Michael Winner dies, aged 77

Veteran film-maker and critic dies at his Kensington home

Veteran film director and critic Michael Winner has died, aged 77, in his Kensington home. Liver specialists told him last summer he had between 18 months and two years to live. He had looked into assisted suicide in Switzerland, but found the bureacracy off-putting.

His wife Geraldine, who he met aged 21 in 1957, but did not marry until 2011, has said: "Michael was a wonderful man, brilliant, funny and generous. A light has gone out in my life."

Winner wrote film and TV reviews from a young age. He started at Cambridge University aged 17, editing the student newspaper "Varsity" and commissioned work from fellow-students Michael Frayn and Jonathan Miller.

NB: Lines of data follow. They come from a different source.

/// Load, rank, persist and summarise one exam for one scope.
///
/// Rank/total writes and the means upsert share one IMMEDIATE transaction:
/// either every write lands or none does, and a concurrent run for the same
/// workspace waits for the lock instead of interleaving.
pub fn generate(
    conn: &Connection,
    exam_id: i64,
    scope: &Scope,
    subjects: &[Subject],
) -> Result<MarkList, CalcError> {
    if exam_id <= 0 {
        return Err(CalcError::bad_params("examId must be a positive integer")
            .with_details(json!({ "examId": exam_id })));
    }
    if subjects.is_empty() {
        return Err(CalcError::new("config_invalid", "no subjects configured"));
    }

    let tx = Transaction::new_unchecked(conn, TransactionBehavior::Immediate)
        .map_err(CalcError::persistence)?;

    let subject_bands = boundaries::load(&tx, BoundaryKind::Subject)?;
    let total_bands = boundaries::load(&tx, BoundaryKind::Total)?;

    let exam = load_exam(&tx, exam_id)?;
    let rows = load_scope_rows(&tx, exam_id, scope, subjects)?;
    tracing::debug!(
        exam_id,
        scope = scope.key(),
        students = rows.len(),
        "aggregating mark list"
    );
    let agg = calc::aggregate(rows, subjects.len());

    let now = Utc::now().to_rfc3339();
    for row in &agg.rows {
        if let Err(e) = persist_rank(&tx, exam_id, row, scope.is_stream(), &now) {
            tracing::error!(
                exam_id,
                scope = scope.key(),
                student_id = row.student_id,
                error = %e,
                "failed to persist rank"
            );
            return Err(CalcError::persistence(e).with_details(json!({
                "table": "exam_results",
                "studentId": row.student_id,
            })));
        }
    }

    if let Err(e) = clear_departed_ranks(&tx, exam_id, scope) {
        tracing::error!(exam_id, scope = scope.key(), error = %e, "failed to clear stale ranks");
        return Err(CalcError::persistence(e).with_details(json!({ "table": "exam_results" })));
    }

    let mean_scores: BTreeMap<String, f64> = subjects
        .iter()
        .zip(agg.subject_means.iter())
        .map(|(s, m)| (s.code.clone(), *m))
        .collect();

    // Empty scope: the stored summary is removed rather than zeroed.
    let summary = if agg.rows.is_empty() {
        delete_means(&tx, exam_id, scope.key())
    } else {
        upsert_means(&tx, exam_id, scope.key(), &mean_scores, agg.total_mean)
    };
    if let Err(e) = summary {
        tracing::error!(exam_id, scope = scope.key(), error = %e, "failed to write means");
        return Err(e.with_details(json!({ "table": "exam_mean_scores" })));
    }

    let previous = previous_means(&tx, exam_id, scope.key())?;
    tx.commit().map_err(CalcError::persistence)?;

    let bands = TotalBands {
        total: &total_bands,
        subject: &subject_bands,
        subject_count: subjects.len(),
    };

    let students: Vec<MarkListRow> = agg
        .rows
        .into_iter()
        .map(|r| {
            let unmarked = r.marks.iter().all(|m| m.is_none());
            let cells = subjects
                .iter()
                .zip(r.marks.iter())
                .map(|(s, m)| SubjectCell {
                    code: s.code.clone(),
                    mark: *m,
                    level: calc::classify(m.map(|v| v as f64), &subject_bands)
                        .abbreviation()
                        .to_string(),
                })
                .collect();
            let total_level = if unmarked {
                Classification::Unscored
            } else {
                bands.classify_total(r.total_marks as f64)
            };
            MarkListRow {
                student_id: r.student_id,
                name: r.name,
                class: r.class,
                cells,
                total_marks: r.total_marks,
                position: r.position,
                stream: scope.is_stream(),
                total_level: total_level.abbreviation().to_string(),
            }
        })
        .collect();

    let current_subject = |code: &str| mean_scores.get(code).copied().unwrap_or(0.0);
    let mean_levels = subject_map(subjects, |s| {
        calc::classify_mean(current_subject(&s.code), &subject_bands).abbreviation()
    });
    let total_mean_level = bands
        .classify_total(agg.total_mean)
        .abbreviation()
        .to_string();

    let prev_subject = |code: &str| previous.as_ref().and_then(|p| p.subject_means.get(code).copied());
    let prev_mean_scores = subject_map(subjects, |s| MeanValue::from(prev_subject(&s.code)));
    let deviation_scores = subject_map(subjects, |s| {
        calc::deviation(current_subject(&s.code), prev_subject(&s.code))
    });
    let prev_total = previous.as_ref().map(|p| p.total_mean);

    tracing::info!(
        exam_id,
        scope = scope.key(),
        students = students.len(),
        total_mean = agg.total_mean,
        previous_exam_id = ?previous.as_ref().map(|p| p.exam_id),
        "mark list generated"
    );

    Ok(MarkList {
        exam,
        scope: ScopeInfo {
            kind: if scope.is_stream() { "stream" } else { "class" },
            key: scope.key().to_string(),
            classes: scope.classes().into_iter().map(|c| c.to_string()).collect(),
        },
        subjects: subjects.to_vec(),
        students,
        mean_scores: subject_map(subjects, |s| current_subject(&s.code)),
        total_mean: agg.total_mean,
        mean_levels,
        total_mean_level,
        previous_exam_id: previous.as_ref().map(|p| p.exam_id),
        prev_mean_scores,
        prev_total_mean: MeanValue::from(prev_total),
        deviation_scores,
        total_mean_deviation: calc::deviation(agg.total_mean, prev_total),
    })
}
use super::handlers;
use super::types::{AppState, Request};
use crate::ipc::error::err;

pub fn handle_request(state: &mut AppState, req: Request) -> serde_json::Value {
    let span = tracing::debug_span!("request", id = %req.id, method = %req.method);
    let _enter = span.enter();

    if let Some(resp) = handlers::core::try_handle(state, &req) {
        return resp;
    }
    if let Some(resp) = handlers::setup::try_handle(state, &req) {
        return resp;
    }
    if let Some(resp) = handlers::classes::try_handle(state, &req) {
        return resp;
    }
    if let Some(resp) = handlers::students::try_handle(state, &req) {
        return resp;
    }
    if let Some(resp) = handlers::exams::try_handle(state, &req) {
        return resp;
    }
    if let Some(resp) = handlers::results::try_handle(state, &req) {
        return resp;
    }
    if let Some(resp) = handlers::boundaries::try_handle(state, &req) {
        return resp;
    }
    if let Some(resp) = handlers::marklist::try_handle(state, &req) {
        return resp;
    }
    if let Some(resp) = handlers::reports::try_handle(state, &req) {
        return resp;
    }
    if let Some(resp) = handlers::backup_exchange::try_handle(state, &req) {
        return resp;
    }

    tracing::debug!("unknown method");
    err(
        &req.id,
        "not_implemented",
        format!("unknown method: {}", req.method),
        None,
    )
}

His best-known films include Scorpio (1973) and the first three episodes in the Death Wish series between 1974 and 1985.

His final film, Parting Shots (1999), began with a man being told he had six weeks to live. The man decides to kill people who have wronged him during his life, and hires an assassin to take him out, rather than let him languish and expire in jail. Total Film declared the work "offensive", "incompetent" and "bad in every possible way", while Empire named it the 42nd worst movie of all time.

However, in recent years he was better known for his Times column "Winner's Dinners" and for his appearances on the Esure car insurance adverts. His slogan, "Calm down dear...", became a British commonplace, and suggested last year that David Cameron may possibly have watched ITV at some point in his life.

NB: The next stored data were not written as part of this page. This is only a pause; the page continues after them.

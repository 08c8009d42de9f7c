use crate::calc::CalcError;
use crate::db;
use rusqlite::Connection;
use serde::{Deserialize, Serialize};
use std::collections::HashSet;

const SETTINGS_KEY: &str = "subjects";

#[derive(Debug, Clone, PartialEq, Eq, Serialize, Deserialize)]
pub struct Subject {
    pub code: String,
    pub name: String,
}

impl Subject {
    fn new(code: &str, name: &str) -> Self {
        Self {
            code: code.to_string(),
            name: name.to_string(),
        }
    }
}

/// Lower school / JSS deployment: nine subjects.
pub fn lower_preset() -> Vec<Subject> {
    vec![
        Subject::new("english", "English"),
        Subject::new("kiswahili", "Kiswahili"),
        Subject::new("mathematics", "Mathematics"),
        Subject::new("integrated_science", "Integrated Science"),
        Subject::new("social_studies", "Social Studies"),
        Subject::new("cre", "Religious Education"),
        Subject::new("pretech", "Pre-Technical Studies"),
        Subject::new("agriculture", "Agriculture & Nutrition"),
        Subject::new("creative_arts", "Creative Arts & Sports"),
    ]
}

/// Upper-stream deployment: eight subjects.
pub fn upper_preset() -> Vec<Subject> {
    vec![
        Subject::new("english", "English"),
        Subject::new("kiswahili", "Kiswahili"),
        Subject::new("mathematics", "Mathematics"),
        Subject::new("science", "Science & Technology"),
        Subject::new("social_studies", "Social Studies"),
        Subject::new("cre", "Religious Education"),
        Subject::new("agriculture", "Agriculture"),
        Subject::new("creative_arts", "Creative Arts"),
    ]
}

pub fn preset(name: &str) -> Option<Vec<Subject>> {
    match name.to_ascii_lowercase().as_str() {
        "lower" | "jss" => Some(lower_preset()),
        "upper" => Some(upper_preset()),
        _ => None,
    }
}

/// Subject codes become JSON keys (`<code>`, `PL_<code>`) in mark lists, so
/// they are restricted to lowercase ascii, digits and underscores.
pub fn validate(subjects: &[Subject]) -> Result<(), CalcError> {
    if subjects.is_empty() {
        return Err(CalcError::bad_params("subject list must not be empty"));
    }
    let mut seen = HashSet::new();
    for s in subjects {
        let code_ok = !s.code.is_empty()
            && s.code
                .chars()
                .all(|c| c.is_ascii_lowercase() || c.is_ascii_digit() || c == '_');
        if !code_ok {
            return Err(CalcError::bad_params(format!(
                "invalid subject code: {:?}",
                s.code
            )));
        }
        if s.name.trim().is_empty() {
            return Err(CalcError::bad_params(format!(
                "subject {} has an empty name",
                s.code
            )));
        }
        if !seen.insert(s.code.as_str()) {
            return Err(CalcError::bad_params(format!(
                "duplicate subject code: {}",
                s.code
            )));
        }
    }
    Ok(())
}

/// Configured subject list for the workspace; the lower preset until one is saved.
pub fn load(conn: &Connection) -> Result<Vec<Subject>, CalcError> {
    let stored = db::settings_get_json(conn, SETTINGS_KEY).map_err(CalcError::query)?;
    let Some(value) = stored else {
        return Ok(lower_preset());
    };
    serde_json::from_value(value).map_err(|e| {
        CalcError::new(
            "config_invalid",
            format!("stored subject list is malformed: {e}"),
        )
    })
}

pub fn save(conn: &Connection, subjects: &[Subject]) -> Result<(), CalcError> {
    validate(subjects)?;
    let value = serde_json::to_value(subjects).map_err(|e| CalcError::new("internal", e.to_string()))?;
    db::settings_set_json(conn, SETTINGS_KEY, &value).map_err(CalcError::persistence)
}
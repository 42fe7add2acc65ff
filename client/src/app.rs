// client/src/app.rs
use std::time::{Duration, Instant};

use iced::futures::channel::mpsc::UnboundedSender;
use iced::{Element, Length, Subscription, Task};
use iced_widget::{column, container, horizontal_rule};
use schafkopf_client::scene::ENTRANCE_DURATION;
use schafkopf_client::{validate_name, Reconciler};
use schafkopf_protocol::ClientToServer;

use crate::messages::Msg;
use crate::ui::hand::hand_view;
use crate::ui::prompt::prompt_view;
use crate::ui::shared::{header_view, log_view, name_input_view};
use crate::ui::table::table_view;
use crate::ui::ws::subscription;

const LOG_LIMIT: usize = 400;

pub struct App {
    pub url: String,
    pub name: String,
    pub name_confirmed: bool,
    pub name_error: Option<String>,

    pub connected: bool,
    /// Bumped on every reconnect so the websocket subscription restarts.
    pub attempt: u32,

    pub reconciler: Reconciler<Option<UnboundedSender<ClientToServer>>>,
    pub rendered_at: Instant,

    pub log: Vec<String>,
    pub show_log: bool,
}

impl App {
    pub fn new(url: String, name: Option<String>) -> Self {
        let name_confirmed = name.is_some();
        Self {
            url,
            name: name.unwrap_or_default(),
            name_confirmed,
            name_error: None,
            connected: false,
            attempt: 0,
            reconciler: Reconciler::new(None),
            rendered_at: Instant::now(),
            log: Vec::new(),
            show_log: false,
        }
    }

    fn log(&mut self, line: impl Into<String>) {
        self.log.push(line.into());
        if self.log.len() > LOG_LIMIT {
            let excess = self.log.len() - LOG_LIMIT;
            self.log.drain(..excess);
        }
    }

    pub(crate) fn update(&mut self, msg: Msg) -> Task<Msg> {
        match msg {
            Msg::NameChanged(s) => {
                self.name = s;
                self.name_error = None;
            }
            Msg::ConfirmName => match validate_name(&self.name) {
                Ok(name) => {
                    self.name = name;
                    self.name_error = None;
                    self.name_confirmed = true;
                }
                Err(e) => self.name_error = Some(e.to_string()),
            },

            Msg::WsConnected(tx) => {
                self.reconciler.replace_sink(Some(tx));
                self.connected = true;
                self.log(format!("connected to {}", self.url));
                let name = self.name.clone();
                if let Err(e) = self.reconciler.login(&name) {
                    self.log(format!("[login] {e}"));
                }
            }
            Msg::WsFrame(text) => match self.reconciler.reconcile(&text) {
                Ok(_) => self.rendered_at = Instant::now(),
                Err(e) => self.log(format!("[decode] {e}")),
            },
            Msg::WsError(e) => {
                self.log(format!("[ws] {}: {}", self.url, e));
                self.connected = false;
                self.reconciler.replace_sink(None);
            }
            Msg::Reconnect => {
                self.attempt = self.attempt.wrapping_add(1);
                self.log(format!("reconnecting to {}", self.url));
            }

            Msg::Activate(action) => {
                if let Err(e) = self.reconciler.send_action(action) {
                    self.log(format!("[action] {e}"));
                }
            }

            Msg::Tick => {}
            Msg::ToggleLog => self.show_log = !self.show_log,
        }
        Task::none()
    }

    fn animating(&self) -> bool {
        self.reconciler.interface().is_animating() && self.rendered_at.elapsed() < ENTRANCE_DURATION
    }

    pub fn subscription(&self) -> Subscription<Msg> {
        if !self.name_confirmed {
            return Subscription::none();
        }
        let ws = subscription(self.url.clone(), self.attempt);
        if self.animating() {
            let tick = iced::time::every(Duration::from_millis(16)).map(|_| Msg::Tick);
            Subscription::batch(vec![ws, tick])
        } else {
            ws
        }
    }

    pub(crate) fn view(&self) -> Element<Msg> {
        if !self.name_confirmed {
            return name_input_view(&self.name, &self.name_error);
        }

        let interface = self.reconciler.interface();
        let elapsed = self.rendered_at.elapsed();

        let mut content = column![
            header_view(self),
            horizontal_rule(1),
            table_view(interface, elapsed),
            prompt_view(&interface.prompt),
            hand_view(&interface.hand),
        ]
        .spacing(12)
        .padding(16);

        if self.show_log {
            content = content.push(horizontal_rule(1)).push(log_view(&self.log));
        }

        container(content)
            .width(Length::Fill)
            .height(Length::Fill)
            .into()
    }
}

During his appearance on This is Your Life Sir Michael Caine told Winner: "You've been a friend to me, Michael, for a long, long time. Whenever I read a newspaper I never recognise the person who is my friend. I'm here really to tell everybody that you are a complete and utter fraud. You come on like a bombastic, ill-tempered monster. It's not the side I see of you."

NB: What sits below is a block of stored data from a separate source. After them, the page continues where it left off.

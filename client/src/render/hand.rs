use schafkopf_protocol::StateSnapshot;

use crate::scene::{HandCard, HandRegion};

/// Rebuild the playable cards. Cards from the previous hand are never
/// reused, even if they are unchanged.
pub fn render(snapshot: &StateSnapshot) -> HandRegion {
    HandRegion {
        cards: snapshot
            .hand_actions
            .iter()
            .map(|hand_action| HandCard {
                card: hand_action.card,
                action: hand_action.action.clone(),
            })
            .collect(),
    }
}

#[cfg(test)]
mod tests {
    use super::*;
    use crate::render::empty_snapshot;
    use schafkopf_protocol::{ActionToken, HandAction};
    use serde_json::json;

    #[test]
    fn test_one_card_per_action_in_order() {
        let mut snapshot = empty_snapshot();
        snapshot.hand_actions = vec![
            HandAction { card: "H7".parse().unwrap(), action: ActionToken::from(json!("play:H7")) },
            HandAction { card: "GA".parse().unwrap(), action: ActionToken::from(json!("play:GA")) },
        ];
        let hand = render(&snapshot);
        assert_eq!(hand.cards.len(), 2);
        assert_eq!(hand.cards[0].card.to_string(), "H7");
        assert_eq!(hand.cards[1].action, ActionToken::from(json!("play:GA")));
    }

    #[test]
    fn test_empty_actions_empty_hand() {
        assert!(render(&empty_snapshot()).cards.is_empty());
    }
}
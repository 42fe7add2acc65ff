use std::fmt;

/// Number of players around the table.
pub const SEAT_COUNT: usize = 4;

/// One of the four fixed positions at the table, `0..SEAT_COUNT`.
///
/// Snapshots are rotated by the server so that seat 0 is always the
/// viewer's own seat.
#[derive(Debug, Clone, Copy, PartialEq, Eq, Hash, PartialOrd, Ord)]
pub struct Seat(u8);

#[derive(Debug, Clone, Copy, PartialEq, Eq, thiserror::Error)]
#[error("seat {0} is outside 0..4")]
pub struct SeatOutOfRange(pub u8);

impl Seat {
    pub const ALL: [Seat; SEAT_COUNT] = [Seat(0), Seat(1), Seat(2), Seat(3)];

    pub const fn new(index: usize) -> Option<Self> {
        if index < SEAT_COUNT {
            Some(Seat(index as u8))
        } else {
            None
        }
    }

    pub fn all() -> impl Iterator<Item = Seat> {
        Seat::ALL.into_iter()
    }

    pub const fn index(self) -> usize {
        self.0 as usize
    }
}

impl TryFrom<u8> for Seat {
    type Error = SeatOutOfRange;

    fn try_from(raw: u8) -> Result<Self, Self::Error> {
        Seat::new(raw as usize).ok_or(SeatOutOfRange(raw))
    }
}

impl fmt::Display for Seat {
    fn fmt(&self, f: &mut fmt::Formatter<'_>) -> fmt::Result {
        write!(f, "{}", self.0)
    }
}

/// The absolute seat that plays `offset` positions after `lead`.
pub fn seat_at(lead: Seat, offset: usize) -> Seat {
    Seat(((lead.index() + offset % SEAT_COUNT) % SEAT_COUNT) as u8)
}

/// The seat that put the last card into a trick led by `lead`, if any card
/// has been played yet.
pub fn most_recent_seat(lead: Seat, card_count: usize) -> Option<Seat> {
    card_count.checked_sub(1).map(|offset| seat_at(lead, offset))
}

#[cfg(test)]
mod tests {
    use super::*;

    fn seat(i: usize) -> Seat {
        Seat::new(i).unwrap()
    }

    #[test]
    fn test_seat_at_wraps_modulo_four() {
        for lead in Seat::all() {
            for offset in 0..12 {
                assert_eq!(seat_at(lead, offset).index(), (lead.index() + offset) % 4);
                assert_eq!(seat_at(lead, offset), seat_at(lead, offset + SEAT_COUNT));
            }
        }
    }

    #[test]
    fn test_seat_at_handles_huge_offsets() {
        assert_eq!(seat_at(seat(3), usize::MAX), seat((3 + usize::MAX % 4) % 4));
    }

    #[test]
    fn test_most_recent_seat() {
        assert_eq!(most_recent_seat(seat(2), 0), None);
        assert_eq!(most_recent_seat(seat(2), 1), Some(seat(2)));
        assert_eq!(most_recent_seat(seat(2), 3), Some(seat(0)));
        assert_eq!(most_recent_seat(seat(1), 4), Some(seat(0)));
    }

    #[test]
    fn test_seat_range() {
        assert_eq!(Seat::all().count(), SEAT_COUNT);
        assert!(Seat::ALL.iter().enumerate().all(|(i, s)| s.index() == i));
        assert_eq!(Seat::try_from(3), Ok(seat(3)));
        assert_eq!(Seat::try_from(4), Err(SeatOutOfRange(4)));
        assert!(Seat::new(4).is_none());
    }
}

Winner described himself on Twitter as "a totally insane film director, writer, producer, silk shirt cleaner, bad tempered, totally ridiculous example of humanity in deep shit." Instant opinions being his forte, Twitter seemed a natural home for Winner. One can only assume he made all the shots he had in him before parting. Here are a few of the best.

Philip Maughan is a freelance writer in Berlin and a former Assistant Editor at the New Statesman.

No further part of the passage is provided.